▶ Assignment
Please show every line in the entries below that includes the word "config".

Stored records:
* * * * * * *

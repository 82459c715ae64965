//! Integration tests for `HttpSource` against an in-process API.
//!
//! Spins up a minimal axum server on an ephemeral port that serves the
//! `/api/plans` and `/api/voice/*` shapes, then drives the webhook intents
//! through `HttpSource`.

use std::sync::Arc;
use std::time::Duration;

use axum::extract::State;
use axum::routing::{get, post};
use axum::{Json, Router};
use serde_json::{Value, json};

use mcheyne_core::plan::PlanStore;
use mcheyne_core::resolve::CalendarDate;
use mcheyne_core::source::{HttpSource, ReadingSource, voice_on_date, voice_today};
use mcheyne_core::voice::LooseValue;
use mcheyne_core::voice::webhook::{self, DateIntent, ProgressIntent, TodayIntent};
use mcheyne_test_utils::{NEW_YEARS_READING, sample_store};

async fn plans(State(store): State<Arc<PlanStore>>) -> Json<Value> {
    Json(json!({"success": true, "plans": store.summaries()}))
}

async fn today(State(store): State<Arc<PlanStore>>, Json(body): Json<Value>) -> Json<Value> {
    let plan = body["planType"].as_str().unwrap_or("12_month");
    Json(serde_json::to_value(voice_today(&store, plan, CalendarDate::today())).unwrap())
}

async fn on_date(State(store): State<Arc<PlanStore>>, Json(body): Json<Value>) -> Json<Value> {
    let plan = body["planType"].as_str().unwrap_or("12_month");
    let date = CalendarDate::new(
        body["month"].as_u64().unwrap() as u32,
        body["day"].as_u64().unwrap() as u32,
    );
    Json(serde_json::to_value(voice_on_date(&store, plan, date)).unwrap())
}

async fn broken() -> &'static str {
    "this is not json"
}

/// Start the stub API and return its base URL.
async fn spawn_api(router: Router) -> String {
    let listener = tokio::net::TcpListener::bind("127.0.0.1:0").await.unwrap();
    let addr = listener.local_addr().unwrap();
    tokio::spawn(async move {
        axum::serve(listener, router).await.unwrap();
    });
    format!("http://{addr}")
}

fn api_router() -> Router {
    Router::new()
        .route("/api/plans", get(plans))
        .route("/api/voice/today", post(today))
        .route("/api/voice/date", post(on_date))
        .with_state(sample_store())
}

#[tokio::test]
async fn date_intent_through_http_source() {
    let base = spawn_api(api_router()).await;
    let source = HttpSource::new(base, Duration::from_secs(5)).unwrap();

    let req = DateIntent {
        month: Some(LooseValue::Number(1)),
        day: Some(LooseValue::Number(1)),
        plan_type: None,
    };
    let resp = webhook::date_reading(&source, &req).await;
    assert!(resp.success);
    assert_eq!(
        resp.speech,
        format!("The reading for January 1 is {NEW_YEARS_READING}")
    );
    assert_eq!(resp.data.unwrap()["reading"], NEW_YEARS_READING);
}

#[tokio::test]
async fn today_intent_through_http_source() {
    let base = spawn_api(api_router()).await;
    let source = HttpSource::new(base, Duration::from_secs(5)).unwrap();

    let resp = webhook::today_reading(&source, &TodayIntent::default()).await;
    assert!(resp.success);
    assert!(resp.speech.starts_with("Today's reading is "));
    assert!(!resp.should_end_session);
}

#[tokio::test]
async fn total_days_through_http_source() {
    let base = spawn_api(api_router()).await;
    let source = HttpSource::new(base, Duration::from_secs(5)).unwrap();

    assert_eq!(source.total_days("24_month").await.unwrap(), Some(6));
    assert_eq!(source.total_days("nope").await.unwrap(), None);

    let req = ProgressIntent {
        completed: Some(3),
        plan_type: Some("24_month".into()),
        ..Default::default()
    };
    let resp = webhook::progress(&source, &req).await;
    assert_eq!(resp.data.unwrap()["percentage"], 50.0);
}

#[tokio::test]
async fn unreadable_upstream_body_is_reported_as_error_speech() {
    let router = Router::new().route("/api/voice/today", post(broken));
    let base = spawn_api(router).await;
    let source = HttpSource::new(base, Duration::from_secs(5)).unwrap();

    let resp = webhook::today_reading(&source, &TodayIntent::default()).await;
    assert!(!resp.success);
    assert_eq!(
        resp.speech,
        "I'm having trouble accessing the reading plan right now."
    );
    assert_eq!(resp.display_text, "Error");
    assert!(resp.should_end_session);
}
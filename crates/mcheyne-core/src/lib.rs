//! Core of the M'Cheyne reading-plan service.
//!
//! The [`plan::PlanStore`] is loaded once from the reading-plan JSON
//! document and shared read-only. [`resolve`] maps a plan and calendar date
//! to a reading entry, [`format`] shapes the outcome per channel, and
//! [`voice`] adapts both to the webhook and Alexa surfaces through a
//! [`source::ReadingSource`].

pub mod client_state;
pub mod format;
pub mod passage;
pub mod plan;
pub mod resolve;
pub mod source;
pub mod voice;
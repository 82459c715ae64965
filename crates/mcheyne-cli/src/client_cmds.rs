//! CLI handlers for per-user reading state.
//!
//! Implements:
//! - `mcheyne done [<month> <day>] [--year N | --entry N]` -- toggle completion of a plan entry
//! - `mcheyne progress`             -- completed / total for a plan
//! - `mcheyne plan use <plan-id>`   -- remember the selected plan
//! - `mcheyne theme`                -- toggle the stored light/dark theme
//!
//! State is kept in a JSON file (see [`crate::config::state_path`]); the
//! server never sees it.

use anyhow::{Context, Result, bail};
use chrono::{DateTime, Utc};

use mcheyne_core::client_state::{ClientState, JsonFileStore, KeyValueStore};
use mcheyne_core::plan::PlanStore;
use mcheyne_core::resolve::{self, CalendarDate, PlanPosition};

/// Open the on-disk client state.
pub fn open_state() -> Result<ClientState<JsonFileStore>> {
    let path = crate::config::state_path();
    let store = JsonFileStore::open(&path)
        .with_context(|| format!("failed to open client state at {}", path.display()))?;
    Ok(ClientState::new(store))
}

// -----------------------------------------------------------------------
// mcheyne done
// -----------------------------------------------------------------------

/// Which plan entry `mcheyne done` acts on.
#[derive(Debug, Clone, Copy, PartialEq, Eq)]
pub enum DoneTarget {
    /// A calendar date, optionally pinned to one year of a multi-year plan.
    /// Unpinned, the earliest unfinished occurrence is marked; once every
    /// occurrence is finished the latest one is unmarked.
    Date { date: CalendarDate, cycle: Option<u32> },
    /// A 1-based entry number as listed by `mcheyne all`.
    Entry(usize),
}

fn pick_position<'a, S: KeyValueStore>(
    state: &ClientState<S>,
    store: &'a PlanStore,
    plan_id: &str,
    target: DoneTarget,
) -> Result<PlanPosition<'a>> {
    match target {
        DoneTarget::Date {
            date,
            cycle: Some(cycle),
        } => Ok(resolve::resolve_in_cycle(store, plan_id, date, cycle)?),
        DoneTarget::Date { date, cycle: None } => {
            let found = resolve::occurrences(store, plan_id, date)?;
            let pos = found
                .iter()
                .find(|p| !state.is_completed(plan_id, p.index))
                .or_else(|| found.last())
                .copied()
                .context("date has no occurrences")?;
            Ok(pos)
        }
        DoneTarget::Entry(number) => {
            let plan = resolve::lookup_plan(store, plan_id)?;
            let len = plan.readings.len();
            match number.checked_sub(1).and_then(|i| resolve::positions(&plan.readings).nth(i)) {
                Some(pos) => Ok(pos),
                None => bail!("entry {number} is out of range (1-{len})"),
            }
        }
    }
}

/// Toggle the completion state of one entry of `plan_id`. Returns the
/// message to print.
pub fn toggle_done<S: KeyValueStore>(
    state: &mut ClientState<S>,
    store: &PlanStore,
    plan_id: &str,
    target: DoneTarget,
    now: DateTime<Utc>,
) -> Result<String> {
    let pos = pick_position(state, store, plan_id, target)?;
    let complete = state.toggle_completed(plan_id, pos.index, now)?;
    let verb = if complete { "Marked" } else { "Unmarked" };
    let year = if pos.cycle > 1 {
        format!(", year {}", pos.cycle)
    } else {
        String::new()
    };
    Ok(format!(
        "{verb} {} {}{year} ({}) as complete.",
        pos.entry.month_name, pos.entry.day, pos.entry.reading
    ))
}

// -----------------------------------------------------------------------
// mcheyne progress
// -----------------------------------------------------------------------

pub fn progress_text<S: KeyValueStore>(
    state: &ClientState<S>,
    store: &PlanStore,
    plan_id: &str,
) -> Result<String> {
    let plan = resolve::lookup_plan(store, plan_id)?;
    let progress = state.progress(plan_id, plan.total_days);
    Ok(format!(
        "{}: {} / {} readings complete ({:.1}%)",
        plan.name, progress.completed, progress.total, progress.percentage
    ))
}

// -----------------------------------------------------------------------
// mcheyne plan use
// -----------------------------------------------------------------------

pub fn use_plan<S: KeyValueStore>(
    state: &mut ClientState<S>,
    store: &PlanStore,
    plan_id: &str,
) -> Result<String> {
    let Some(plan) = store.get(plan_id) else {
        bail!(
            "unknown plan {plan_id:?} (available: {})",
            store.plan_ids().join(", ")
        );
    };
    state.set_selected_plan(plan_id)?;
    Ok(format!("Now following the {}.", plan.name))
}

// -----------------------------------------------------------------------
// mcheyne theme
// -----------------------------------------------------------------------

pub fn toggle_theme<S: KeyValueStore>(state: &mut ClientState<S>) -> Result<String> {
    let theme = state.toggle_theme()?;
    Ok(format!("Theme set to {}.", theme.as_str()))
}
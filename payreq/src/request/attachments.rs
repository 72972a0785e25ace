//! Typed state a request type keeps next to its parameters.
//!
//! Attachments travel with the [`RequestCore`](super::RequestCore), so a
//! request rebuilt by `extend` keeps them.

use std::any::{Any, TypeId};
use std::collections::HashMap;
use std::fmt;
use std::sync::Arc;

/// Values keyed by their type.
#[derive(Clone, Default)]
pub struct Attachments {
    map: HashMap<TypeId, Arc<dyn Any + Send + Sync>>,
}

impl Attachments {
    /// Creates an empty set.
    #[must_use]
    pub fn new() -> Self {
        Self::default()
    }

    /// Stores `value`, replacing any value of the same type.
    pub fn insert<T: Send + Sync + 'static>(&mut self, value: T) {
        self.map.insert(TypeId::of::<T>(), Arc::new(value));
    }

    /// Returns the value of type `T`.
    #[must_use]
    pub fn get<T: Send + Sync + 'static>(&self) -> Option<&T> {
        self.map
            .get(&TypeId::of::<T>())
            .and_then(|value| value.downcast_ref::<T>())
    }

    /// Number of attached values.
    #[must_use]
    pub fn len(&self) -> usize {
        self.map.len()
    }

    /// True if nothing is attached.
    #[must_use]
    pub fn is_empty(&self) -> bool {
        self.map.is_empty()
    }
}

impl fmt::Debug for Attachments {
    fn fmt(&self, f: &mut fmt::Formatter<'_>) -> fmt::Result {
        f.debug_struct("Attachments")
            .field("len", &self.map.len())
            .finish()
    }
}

* * * * * * *

▶ Completed exercise
//! State is kept in a JSON file (see [`crate::config::state_path`]); the
    let path = crate::config::state_path();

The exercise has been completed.